- [Problem requirements]: What lines in the records below mention "ObservationsClient"? List them all.

- [Dataset]:
------------

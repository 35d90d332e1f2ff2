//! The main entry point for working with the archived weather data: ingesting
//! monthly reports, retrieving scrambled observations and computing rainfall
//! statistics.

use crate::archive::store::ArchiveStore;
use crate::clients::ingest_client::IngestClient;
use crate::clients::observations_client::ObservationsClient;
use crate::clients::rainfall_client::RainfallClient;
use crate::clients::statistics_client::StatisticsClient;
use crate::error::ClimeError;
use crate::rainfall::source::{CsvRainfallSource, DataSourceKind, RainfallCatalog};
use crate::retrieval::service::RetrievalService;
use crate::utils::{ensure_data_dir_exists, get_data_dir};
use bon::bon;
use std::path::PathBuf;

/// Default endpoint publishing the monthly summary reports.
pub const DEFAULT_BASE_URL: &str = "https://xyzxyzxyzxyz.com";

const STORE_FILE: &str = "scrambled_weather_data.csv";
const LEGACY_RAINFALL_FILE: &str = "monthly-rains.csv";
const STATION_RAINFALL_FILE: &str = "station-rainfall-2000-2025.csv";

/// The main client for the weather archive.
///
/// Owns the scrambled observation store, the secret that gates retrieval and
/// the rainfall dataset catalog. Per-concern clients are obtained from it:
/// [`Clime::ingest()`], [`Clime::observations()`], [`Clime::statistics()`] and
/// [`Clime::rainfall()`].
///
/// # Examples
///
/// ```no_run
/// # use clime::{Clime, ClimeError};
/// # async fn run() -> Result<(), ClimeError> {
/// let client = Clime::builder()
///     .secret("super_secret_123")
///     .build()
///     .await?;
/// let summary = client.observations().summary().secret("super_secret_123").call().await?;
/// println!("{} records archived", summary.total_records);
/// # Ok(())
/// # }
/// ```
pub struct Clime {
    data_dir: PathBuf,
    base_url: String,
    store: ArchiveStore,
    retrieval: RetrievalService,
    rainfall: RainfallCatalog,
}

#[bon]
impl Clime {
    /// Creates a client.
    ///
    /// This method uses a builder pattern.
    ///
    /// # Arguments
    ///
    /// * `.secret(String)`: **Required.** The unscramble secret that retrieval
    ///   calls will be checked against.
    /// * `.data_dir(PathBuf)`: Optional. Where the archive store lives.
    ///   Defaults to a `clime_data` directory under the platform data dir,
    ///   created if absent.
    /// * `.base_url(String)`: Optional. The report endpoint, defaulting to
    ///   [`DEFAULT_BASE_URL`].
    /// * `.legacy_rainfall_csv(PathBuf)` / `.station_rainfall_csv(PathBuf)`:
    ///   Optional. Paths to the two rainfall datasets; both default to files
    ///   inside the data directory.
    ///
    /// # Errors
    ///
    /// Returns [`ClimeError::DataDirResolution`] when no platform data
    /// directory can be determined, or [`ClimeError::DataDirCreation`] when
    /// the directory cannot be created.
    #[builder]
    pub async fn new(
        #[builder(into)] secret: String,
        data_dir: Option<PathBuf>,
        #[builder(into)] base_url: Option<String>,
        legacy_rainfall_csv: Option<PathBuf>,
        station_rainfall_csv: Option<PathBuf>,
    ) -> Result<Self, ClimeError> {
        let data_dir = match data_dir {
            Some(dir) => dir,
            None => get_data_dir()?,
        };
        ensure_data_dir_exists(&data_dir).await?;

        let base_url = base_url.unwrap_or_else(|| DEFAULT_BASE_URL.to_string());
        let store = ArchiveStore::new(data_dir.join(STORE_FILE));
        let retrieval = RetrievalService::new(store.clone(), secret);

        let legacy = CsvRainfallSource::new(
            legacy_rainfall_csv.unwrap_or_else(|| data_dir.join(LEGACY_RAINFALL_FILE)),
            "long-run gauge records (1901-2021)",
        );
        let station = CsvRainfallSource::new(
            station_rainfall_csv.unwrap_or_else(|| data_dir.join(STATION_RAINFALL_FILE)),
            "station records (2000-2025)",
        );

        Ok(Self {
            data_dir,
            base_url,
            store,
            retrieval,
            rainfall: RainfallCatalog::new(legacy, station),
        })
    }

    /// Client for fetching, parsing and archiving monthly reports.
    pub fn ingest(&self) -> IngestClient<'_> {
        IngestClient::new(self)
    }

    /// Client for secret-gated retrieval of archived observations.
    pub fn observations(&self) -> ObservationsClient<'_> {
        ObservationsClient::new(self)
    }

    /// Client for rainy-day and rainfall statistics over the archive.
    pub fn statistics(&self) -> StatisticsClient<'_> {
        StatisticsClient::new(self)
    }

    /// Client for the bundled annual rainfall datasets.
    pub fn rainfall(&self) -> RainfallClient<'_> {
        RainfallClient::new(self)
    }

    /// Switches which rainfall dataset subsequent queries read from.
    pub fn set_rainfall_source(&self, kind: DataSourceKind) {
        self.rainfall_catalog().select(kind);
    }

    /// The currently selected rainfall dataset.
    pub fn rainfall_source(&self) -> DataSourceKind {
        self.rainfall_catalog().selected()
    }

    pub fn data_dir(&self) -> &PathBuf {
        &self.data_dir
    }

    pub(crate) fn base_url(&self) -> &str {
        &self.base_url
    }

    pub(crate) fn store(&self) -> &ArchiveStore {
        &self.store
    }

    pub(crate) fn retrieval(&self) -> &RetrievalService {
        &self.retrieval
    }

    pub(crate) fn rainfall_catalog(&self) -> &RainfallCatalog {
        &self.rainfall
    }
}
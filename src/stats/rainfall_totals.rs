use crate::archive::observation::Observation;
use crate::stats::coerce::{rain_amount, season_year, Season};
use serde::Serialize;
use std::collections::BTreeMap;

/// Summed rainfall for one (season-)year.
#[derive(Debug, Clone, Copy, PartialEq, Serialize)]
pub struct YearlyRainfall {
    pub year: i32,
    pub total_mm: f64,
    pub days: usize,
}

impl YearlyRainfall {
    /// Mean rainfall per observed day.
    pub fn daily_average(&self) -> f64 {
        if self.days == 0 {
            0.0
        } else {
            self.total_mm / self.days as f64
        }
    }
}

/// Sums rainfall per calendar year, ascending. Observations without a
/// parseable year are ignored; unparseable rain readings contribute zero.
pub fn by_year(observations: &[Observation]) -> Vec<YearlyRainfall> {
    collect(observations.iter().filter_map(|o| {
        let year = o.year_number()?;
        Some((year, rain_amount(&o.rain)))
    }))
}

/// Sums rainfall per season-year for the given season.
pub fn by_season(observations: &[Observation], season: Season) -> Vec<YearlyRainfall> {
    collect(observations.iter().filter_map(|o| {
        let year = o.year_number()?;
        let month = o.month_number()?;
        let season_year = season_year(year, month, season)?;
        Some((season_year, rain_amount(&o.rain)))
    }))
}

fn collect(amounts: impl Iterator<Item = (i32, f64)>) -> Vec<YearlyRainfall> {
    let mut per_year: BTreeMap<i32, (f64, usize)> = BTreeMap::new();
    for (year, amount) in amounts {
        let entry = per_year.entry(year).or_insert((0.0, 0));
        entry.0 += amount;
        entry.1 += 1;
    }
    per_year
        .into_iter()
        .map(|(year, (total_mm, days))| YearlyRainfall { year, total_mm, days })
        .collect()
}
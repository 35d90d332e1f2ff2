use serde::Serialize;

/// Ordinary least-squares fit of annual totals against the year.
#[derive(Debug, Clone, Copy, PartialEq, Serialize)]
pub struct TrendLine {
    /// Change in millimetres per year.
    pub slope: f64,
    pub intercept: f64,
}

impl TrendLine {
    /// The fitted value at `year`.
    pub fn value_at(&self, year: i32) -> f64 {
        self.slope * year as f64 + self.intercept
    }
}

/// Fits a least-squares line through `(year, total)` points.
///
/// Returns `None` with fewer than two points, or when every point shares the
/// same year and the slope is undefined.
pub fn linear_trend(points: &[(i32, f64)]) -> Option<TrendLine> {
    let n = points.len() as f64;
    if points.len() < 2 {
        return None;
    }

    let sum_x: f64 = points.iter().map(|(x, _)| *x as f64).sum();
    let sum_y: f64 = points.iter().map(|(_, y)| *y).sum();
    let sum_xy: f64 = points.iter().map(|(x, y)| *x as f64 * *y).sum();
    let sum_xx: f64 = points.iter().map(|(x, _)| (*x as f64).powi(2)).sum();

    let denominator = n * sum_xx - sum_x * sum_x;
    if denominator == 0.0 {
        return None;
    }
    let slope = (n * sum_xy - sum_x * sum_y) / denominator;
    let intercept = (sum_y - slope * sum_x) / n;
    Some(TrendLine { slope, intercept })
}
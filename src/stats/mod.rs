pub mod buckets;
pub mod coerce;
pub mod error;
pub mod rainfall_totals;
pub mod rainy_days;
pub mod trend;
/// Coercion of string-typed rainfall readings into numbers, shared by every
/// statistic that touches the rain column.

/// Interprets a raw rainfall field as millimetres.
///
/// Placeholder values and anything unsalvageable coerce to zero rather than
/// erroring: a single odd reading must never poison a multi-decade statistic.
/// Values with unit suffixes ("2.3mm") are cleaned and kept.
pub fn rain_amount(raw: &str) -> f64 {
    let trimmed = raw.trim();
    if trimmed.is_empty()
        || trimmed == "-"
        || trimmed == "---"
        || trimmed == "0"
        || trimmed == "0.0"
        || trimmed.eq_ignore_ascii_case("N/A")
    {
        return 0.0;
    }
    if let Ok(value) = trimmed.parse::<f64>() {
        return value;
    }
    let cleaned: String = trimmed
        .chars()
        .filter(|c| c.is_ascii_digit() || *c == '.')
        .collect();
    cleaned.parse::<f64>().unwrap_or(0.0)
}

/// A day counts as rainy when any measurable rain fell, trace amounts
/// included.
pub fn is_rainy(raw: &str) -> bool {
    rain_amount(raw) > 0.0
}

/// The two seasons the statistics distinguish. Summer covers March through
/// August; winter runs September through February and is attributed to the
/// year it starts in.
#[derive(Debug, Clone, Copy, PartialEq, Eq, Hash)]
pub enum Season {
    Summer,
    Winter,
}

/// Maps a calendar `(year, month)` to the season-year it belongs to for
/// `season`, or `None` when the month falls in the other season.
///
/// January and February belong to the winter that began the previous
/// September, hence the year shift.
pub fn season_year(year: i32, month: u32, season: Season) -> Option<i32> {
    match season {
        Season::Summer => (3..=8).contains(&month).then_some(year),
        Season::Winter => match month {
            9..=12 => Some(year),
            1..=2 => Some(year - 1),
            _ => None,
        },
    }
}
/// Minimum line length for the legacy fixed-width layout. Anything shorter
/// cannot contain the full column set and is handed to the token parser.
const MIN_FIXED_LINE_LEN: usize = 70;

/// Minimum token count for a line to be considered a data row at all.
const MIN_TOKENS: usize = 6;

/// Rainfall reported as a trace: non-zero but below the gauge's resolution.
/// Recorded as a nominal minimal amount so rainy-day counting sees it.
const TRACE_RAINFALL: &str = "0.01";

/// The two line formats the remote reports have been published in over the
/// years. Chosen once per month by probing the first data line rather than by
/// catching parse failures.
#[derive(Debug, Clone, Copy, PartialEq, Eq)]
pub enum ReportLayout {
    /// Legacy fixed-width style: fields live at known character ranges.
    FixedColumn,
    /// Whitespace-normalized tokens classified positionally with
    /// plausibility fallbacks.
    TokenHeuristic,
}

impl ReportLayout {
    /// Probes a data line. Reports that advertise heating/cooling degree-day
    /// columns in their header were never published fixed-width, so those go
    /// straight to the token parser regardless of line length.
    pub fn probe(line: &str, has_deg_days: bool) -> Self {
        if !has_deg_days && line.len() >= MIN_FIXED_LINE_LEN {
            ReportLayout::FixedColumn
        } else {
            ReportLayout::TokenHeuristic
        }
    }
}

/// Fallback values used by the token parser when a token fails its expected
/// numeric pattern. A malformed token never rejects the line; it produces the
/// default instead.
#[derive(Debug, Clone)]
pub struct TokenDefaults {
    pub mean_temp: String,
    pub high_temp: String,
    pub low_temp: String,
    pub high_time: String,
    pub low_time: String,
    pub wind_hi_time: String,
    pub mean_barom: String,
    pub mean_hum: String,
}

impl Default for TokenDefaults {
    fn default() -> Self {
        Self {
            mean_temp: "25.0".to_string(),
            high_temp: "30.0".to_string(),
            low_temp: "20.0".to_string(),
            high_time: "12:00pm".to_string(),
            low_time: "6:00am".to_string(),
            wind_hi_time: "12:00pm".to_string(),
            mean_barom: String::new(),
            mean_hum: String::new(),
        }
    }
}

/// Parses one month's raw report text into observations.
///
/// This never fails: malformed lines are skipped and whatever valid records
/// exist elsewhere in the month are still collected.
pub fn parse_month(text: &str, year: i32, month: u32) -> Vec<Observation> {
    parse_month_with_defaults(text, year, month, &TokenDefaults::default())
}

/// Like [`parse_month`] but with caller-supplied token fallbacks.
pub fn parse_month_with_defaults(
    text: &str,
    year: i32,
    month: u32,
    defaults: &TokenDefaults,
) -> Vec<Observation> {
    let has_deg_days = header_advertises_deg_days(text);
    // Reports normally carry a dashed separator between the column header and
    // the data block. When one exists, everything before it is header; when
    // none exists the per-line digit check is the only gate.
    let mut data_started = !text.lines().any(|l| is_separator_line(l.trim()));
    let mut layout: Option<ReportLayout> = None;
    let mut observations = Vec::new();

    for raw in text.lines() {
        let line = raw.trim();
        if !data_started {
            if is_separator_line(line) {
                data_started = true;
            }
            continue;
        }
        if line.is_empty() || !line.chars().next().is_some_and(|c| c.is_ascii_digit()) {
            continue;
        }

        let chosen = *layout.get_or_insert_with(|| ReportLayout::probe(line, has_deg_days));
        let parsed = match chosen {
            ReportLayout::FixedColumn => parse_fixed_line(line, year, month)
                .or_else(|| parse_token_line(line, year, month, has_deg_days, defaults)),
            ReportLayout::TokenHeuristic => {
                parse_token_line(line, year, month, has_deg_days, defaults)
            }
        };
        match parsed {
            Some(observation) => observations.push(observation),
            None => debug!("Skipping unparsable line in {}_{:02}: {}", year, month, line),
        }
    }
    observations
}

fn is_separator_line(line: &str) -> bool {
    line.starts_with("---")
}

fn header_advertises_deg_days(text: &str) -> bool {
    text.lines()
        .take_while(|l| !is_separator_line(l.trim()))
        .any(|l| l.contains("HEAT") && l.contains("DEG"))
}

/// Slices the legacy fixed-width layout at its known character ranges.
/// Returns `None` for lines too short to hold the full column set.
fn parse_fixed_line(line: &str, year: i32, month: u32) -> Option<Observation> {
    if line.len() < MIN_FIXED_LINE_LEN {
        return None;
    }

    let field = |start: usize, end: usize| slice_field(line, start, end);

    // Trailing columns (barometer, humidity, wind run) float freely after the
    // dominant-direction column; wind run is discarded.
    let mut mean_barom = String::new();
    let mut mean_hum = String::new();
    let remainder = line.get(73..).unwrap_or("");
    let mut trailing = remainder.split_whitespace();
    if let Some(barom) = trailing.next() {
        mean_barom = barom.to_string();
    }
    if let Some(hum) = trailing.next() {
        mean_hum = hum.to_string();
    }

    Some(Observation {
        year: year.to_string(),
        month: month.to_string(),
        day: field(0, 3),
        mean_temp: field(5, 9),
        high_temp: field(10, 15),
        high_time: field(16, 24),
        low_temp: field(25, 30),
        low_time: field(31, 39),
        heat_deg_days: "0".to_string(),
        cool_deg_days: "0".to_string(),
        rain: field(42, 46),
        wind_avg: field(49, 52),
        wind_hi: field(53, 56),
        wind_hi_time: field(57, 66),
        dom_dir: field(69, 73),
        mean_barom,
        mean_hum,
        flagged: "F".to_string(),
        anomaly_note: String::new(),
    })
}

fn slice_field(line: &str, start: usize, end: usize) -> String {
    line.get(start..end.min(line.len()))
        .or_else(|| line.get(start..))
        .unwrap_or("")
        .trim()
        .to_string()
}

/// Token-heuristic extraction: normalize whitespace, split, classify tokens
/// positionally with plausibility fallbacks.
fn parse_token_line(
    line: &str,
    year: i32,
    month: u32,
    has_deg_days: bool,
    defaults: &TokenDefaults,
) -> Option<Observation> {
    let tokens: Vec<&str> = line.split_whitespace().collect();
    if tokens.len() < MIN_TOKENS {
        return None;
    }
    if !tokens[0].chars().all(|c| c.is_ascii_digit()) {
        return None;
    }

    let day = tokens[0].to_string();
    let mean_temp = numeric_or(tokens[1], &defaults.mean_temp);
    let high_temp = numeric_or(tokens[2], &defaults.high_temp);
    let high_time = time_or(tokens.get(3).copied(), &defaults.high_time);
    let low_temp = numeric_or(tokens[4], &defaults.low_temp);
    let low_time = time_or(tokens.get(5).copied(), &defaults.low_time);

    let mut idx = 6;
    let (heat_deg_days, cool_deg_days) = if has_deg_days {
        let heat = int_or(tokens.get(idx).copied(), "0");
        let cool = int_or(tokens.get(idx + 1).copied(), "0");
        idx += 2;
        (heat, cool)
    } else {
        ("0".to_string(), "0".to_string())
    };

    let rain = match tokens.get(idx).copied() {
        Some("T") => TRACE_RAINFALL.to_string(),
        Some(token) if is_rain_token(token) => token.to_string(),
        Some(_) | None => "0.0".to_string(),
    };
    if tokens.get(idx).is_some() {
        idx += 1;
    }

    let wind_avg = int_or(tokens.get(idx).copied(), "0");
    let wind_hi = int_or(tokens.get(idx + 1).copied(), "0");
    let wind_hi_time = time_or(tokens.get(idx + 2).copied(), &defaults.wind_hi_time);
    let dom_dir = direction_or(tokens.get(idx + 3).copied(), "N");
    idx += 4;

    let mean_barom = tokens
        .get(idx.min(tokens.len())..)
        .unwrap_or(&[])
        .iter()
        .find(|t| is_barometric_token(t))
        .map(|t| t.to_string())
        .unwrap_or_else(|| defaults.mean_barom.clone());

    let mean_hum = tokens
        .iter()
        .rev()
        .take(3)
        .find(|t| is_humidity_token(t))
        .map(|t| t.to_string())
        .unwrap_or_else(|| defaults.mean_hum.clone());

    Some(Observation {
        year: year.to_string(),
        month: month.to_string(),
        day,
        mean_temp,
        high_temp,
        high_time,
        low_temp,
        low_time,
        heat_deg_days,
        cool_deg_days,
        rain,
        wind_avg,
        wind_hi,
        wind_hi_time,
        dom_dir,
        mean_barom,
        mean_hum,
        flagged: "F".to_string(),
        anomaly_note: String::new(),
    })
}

------------

- [Exercise output]:
use crate::clients::observations_client::ObservationsClient;
    pub fn observations(&self) -> ObservationsClient<'_> {
        ObservationsClient::new(self)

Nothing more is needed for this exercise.